In the records that follow, locate every line with "Duration" and extract it.

Top of Available data

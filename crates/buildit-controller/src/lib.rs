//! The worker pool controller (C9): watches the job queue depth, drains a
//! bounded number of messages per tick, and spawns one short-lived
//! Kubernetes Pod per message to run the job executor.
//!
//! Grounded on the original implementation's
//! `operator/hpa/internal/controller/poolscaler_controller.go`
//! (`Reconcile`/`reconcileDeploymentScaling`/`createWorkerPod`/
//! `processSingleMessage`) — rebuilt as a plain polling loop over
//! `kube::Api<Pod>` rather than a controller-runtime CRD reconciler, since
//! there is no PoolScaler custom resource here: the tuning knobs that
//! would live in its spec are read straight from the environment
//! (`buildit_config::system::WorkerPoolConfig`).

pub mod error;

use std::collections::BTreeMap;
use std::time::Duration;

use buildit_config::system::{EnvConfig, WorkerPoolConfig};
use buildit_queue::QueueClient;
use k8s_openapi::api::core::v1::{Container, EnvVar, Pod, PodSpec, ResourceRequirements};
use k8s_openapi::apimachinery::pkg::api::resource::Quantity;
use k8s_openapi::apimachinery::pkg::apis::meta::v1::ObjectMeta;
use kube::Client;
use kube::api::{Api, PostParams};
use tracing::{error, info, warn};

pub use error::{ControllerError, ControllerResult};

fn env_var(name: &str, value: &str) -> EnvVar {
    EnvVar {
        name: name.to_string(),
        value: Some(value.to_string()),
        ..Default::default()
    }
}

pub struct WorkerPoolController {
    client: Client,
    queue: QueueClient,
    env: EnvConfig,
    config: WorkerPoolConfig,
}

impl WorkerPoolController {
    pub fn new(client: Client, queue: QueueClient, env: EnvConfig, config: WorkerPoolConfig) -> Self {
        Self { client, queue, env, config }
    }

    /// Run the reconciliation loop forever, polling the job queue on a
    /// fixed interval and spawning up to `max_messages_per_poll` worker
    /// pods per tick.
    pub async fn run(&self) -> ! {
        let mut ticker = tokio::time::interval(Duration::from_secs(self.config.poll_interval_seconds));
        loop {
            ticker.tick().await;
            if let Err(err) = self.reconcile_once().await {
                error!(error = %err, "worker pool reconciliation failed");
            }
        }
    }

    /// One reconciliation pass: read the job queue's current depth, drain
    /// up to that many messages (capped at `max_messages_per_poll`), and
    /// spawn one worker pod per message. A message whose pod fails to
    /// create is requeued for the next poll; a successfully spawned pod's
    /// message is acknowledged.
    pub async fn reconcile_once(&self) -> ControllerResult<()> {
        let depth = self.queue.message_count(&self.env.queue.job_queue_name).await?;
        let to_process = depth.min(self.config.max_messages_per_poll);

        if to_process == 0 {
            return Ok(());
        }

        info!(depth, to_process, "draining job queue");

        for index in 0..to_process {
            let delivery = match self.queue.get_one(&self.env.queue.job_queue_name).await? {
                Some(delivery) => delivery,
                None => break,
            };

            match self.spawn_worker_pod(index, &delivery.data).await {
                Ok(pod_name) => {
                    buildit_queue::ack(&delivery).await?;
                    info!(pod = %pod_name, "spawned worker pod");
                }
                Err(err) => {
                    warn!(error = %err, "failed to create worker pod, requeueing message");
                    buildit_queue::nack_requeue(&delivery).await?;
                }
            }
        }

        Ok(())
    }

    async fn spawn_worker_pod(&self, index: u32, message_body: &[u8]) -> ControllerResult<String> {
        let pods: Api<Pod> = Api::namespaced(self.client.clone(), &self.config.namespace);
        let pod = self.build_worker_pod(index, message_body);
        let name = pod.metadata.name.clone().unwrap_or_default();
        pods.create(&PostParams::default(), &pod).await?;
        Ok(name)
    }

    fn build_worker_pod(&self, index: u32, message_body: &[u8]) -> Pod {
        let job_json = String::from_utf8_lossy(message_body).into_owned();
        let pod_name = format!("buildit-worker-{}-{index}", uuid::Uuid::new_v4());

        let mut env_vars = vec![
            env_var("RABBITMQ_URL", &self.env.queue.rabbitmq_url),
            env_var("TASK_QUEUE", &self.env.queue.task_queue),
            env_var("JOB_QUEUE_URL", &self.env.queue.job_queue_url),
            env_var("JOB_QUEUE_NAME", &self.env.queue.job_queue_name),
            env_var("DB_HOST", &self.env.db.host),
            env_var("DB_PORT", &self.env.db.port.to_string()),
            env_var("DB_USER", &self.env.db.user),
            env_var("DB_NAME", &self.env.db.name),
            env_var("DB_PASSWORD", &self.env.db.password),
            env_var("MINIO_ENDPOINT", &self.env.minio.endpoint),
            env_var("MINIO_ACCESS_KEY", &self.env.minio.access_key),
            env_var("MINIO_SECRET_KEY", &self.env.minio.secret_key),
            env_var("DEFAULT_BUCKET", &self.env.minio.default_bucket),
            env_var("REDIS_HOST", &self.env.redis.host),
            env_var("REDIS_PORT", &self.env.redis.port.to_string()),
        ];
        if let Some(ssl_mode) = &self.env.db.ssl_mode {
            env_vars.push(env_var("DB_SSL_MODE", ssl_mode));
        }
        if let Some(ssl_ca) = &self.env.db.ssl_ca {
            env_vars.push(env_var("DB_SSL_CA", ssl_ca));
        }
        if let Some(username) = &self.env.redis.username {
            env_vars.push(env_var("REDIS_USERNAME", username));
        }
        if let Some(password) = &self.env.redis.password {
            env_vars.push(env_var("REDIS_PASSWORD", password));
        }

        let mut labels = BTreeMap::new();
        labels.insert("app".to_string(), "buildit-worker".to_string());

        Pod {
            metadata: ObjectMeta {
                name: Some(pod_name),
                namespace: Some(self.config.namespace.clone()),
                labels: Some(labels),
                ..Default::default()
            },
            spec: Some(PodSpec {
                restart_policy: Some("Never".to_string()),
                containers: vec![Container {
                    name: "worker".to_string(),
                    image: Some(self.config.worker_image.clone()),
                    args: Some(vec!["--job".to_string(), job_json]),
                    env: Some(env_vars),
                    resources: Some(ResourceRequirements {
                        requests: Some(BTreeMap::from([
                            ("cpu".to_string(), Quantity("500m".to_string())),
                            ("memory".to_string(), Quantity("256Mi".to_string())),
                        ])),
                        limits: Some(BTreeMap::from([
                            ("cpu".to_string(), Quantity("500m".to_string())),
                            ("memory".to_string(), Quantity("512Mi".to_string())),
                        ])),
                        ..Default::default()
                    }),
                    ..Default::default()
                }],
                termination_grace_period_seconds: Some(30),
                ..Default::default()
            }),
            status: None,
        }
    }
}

Bottom of Available data

• [Answer section]:
use std::time::Duration;
        let mut ticker = tokio::time::interval(Duration::from_secs(self.config.poll_interval_seconds));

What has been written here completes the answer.